▶ DATA SHOWN:
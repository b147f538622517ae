//! Request gate: admit/reject checks that run before any decode work.
//!
//! Each gate is a plain function so the contract stays testable without a
//! web framework; the handler composes them in order (auth, rate limit,
//! payload size, media type).

pub mod rate_limit;

pub use rate_limit::FixedWindowLimiter;

use crate::error::ApiError;

/// Header carrying the shared secret.
pub const API_KEY_HEADER: &str = "x-api-key";

/// MIME types the upload filter admits. SVG passes the filter for parity
/// with the original service even though the pipeline has no raster decode
/// path for it; such uploads fail later as a decode error.
pub const ALLOWED_MIME_TYPES: [&str; 4] =
    ["image/jpeg", "image/png", "image/gif", "image/svg+xml"];

/// Reject unless the provided key matches the configured secret exactly.
pub fn check_api_key(provided: Option<&str>, expected: &str) -> Result<(), ApiError> {
    match provided {
        Some(key) if constant_time_eq(key.as_bytes(), expected.as_bytes()) => Ok(()),
        _ => Err(ApiError::unauthorized("Unauthorized - Invalid API key")),
    }
}

// Accumulates the XOR over all bytes instead of short-circuiting on the
// first mismatch. Length is not hidden.
fn constant_time_eq(a: &[u8], b: &[u8]) -> bool {
    if a.len() != b.len() {
        return false;
    }
    a.iter().zip(b.iter()).fold(0u8, |acc, (x, y)| acc | (x ^ y)) == 0
}

/// Reject payloads above the configured cap.
pub fn check_payload_size(len: usize, max_bytes: usize) -> Result<(), ApiError> {
    if len > max_bytes {
        return Err(ApiError::payload_too_large(format!(
            "Maximum file size is {}MB",
            max_bytes / (1024 * 1024)
        )));
    }
    Ok(())
}

/// Reject declared MIME types outside the allowlist. Parameters after a
/// semicolon are ignored for the comparison.
pub fn check_media_type(mime: &str) -> Result<(), ApiError> {
    let essence = mime.split(';').next().unwrap_or("").trim();
    if ALLOWED_MIME_TYPES.contains(&essence) {
        Ok(())
    } else {
        Err(ApiError::unsupported_media_type(format!(
            "Only image files are allowed, got {}",
            essence
        )))
    }
}

#[cfg(test)]
mod tests {
    use super::*;

    #[test]
    fn test_check_api_key_accepts_match() {
        assert!(check_api_key(Some("secret"), "secret").is_ok());
    }

    #[test]
    fn test_check_api_key_rejects_missing_and_wrong() {
        assert_eq!(
            check_api_key(None, "secret").unwrap_err().status_code(),
            401
        );
        assert_eq!(
            check_api_key(Some("wrong"), "secret")
                .unwrap_err()
                .status_code(),
            401
        );
        // Same length, different content
        assert!(check_api_key(Some("secreT"), "secret").is_err());
    }

    #[test]
    fn test_check_payload_size() {
        assert!(check_payload_size(100, 5 * 1024 * 1024).is_ok());
        assert!(check_payload_size(5 * 1024 * 1024, 5 * 1024 * 1024).is_ok());
        let err = check_payload_size(5 * 1024 * 1024 + 1, 5 * 1024 * 1024).unwrap_err();
        assert_eq!(err.status_code(), 413);
        assert!(err.message().contains("5MB"));
    }

    #[test]
    fn test_check_media_type_allowlist() {
        assert!(check_media_type("image/jpeg").is_ok());
        assert!(check_media_type("image/png").is_ok());
        assert!(check_media_type("image/gif").is_ok());
        assert!(check_media_type("image/svg+xml").is_ok());
        assert!(check_media_type("image/jpeg; charset=utf-8").is_ok());

        assert_eq!(
            check_media_type("text/plain").unwrap_err().status_code(),
            415
        );
        assert!(check_media_type("image/webp").is_err());
        assert!(check_media_type("application/octet-stream").is_err());
    }
}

▶ YOUR OBJECTIVE:
The whole of the data above must be given again, unaltered and complete.

▶ ANSWER BOX:
repository b147f538622517ae
//! Request gate: admit/reject checks that run before any decode work.
//!
//! Each gate is a plain function so the contract stays testable without a
//! web framework; the handler composes them in order (auth, rate limit,
//! payload size, media type).

pub mod rate_limit;

pub use rate_limit::FixedWindowLimiter;

use crate::error::ApiError;

/// Header carrying the shared secret.
pub const API_KEY_HEADER: &str = "x-api-key";

/// MIME types the upload filter admits. SVG passes the filter for parity
/// with the original service even though the pipeline has no raster decode
/// path for it; such uploads fail later as a decode error.
pub const ALLOWED_MIME_TYPES: [&str; 4] =
    ["image/jpeg", "image/png", "image/gif", "image/svg+xml"];

/// Reject unless the provided key matches the configured secret exactly.
pub fn check_api_key(provided: Option<&str>, expected: &str) -> Result<(), ApiError> {
    match provided {
        Some(key) if constant_time_eq(key.as_bytes(), expected.as_bytes()) => Ok(()),
        _ => Err(ApiError::unauthorized("Unauthorized - Invalid API key")),
    }
}

// Accumulates the XOR over all bytes instead of short-circuiting on the
// first mismatch. Length is not hidden.
fn constant_time_eq(a: &[u8], b: &[u8]) -> bool {
    if a.len() != b.len() {
        return false;
    }
    a.iter().zip(b.iter()).fold(0u8, |acc, (x, y)| acc | (x ^ y)) == 0
}

/// Reject payloads above the configured cap.
pub fn check_payload_size(len: usize, max_bytes: usize) -> Result<(), ApiError> {
    if len > max_bytes {
        return Err(ApiError::payload_too_large(format!(
            "Maximum file size is {}MB",
            max_bytes / (1024 * 1024)
        )));
    }
    Ok(())
}

/// Reject declared MIME types outside the allowlist. Parameters after a
/// semicolon are ignored for the comparison.
pub fn check_media_type(mime: &str) -> Result<(), ApiError> {
    let essence = mime.split(';').next().unwrap_or("").trim();
    if ALLOWED_MIME_TYPES.contains(&essence) {
        Ok(())
    } else {
        Err(ApiError::unsupported_media_type(format!(
            "Only image files are allowed, got {}",
            essence
        )))
    }
}

#[cfg(test)]
mod tests {
    use super::*;

    #[test]
    fn test_check_api_key_accepts_match() {
        assert!(check_api_key(Some("secret"), "secret").is_ok());
    }

    #[test]
    fn test_check_api_key_rejects_missing_and_wrong() {
        assert_eq!(
            check_api_key(None, "secret").unwrap_err().status_code(),
            401
        );
        assert_eq!(
            check_api_key(Some("wrong"), "secret")
                .unwrap_err()
                .status_code(),
            401
        );
        // Same length, different content
        assert!(check_api_key(Some("secreT"), "secret").is_err());
    }

    #[test]
    fn test_check_payload_size() {
        assert!(check_payload_size(100, 5 * 1024 * 1024).is_ok());
        assert!(check_payload_size(5 * 1024 * 1024, 5 * 1024 * 1024).is_ok());
        let err = check_payload_size(5 * 1024 * 1024 + 1, 5 * 1024 * 1024).unwrap_err();
        assert_eq!(err.status_code(), 413);
        assert!(err.message().contains("5MB"));
    }

    #[test]
    fn test_check_media_type_allowlist() {
        assert!(check_media_type("image/jpeg").is_ok());
        assert!(check_media_type("image/png").is_ok());
        assert!(check_media_type("image/gif").is_ok());
        assert!(check_media_type("image/svg+xml").is_ok());
        assert!(check_media_type("image/jpeg; charset=utf-8").is_ok());

        assert_eq!(
            check_media_type("text/plain").unwrap_err().status_code(),
            415
        );
        assert!(check_media_type("image/webp").is_err());
        assert!(check_media_type("application/octet-stream").is_err());
    }
}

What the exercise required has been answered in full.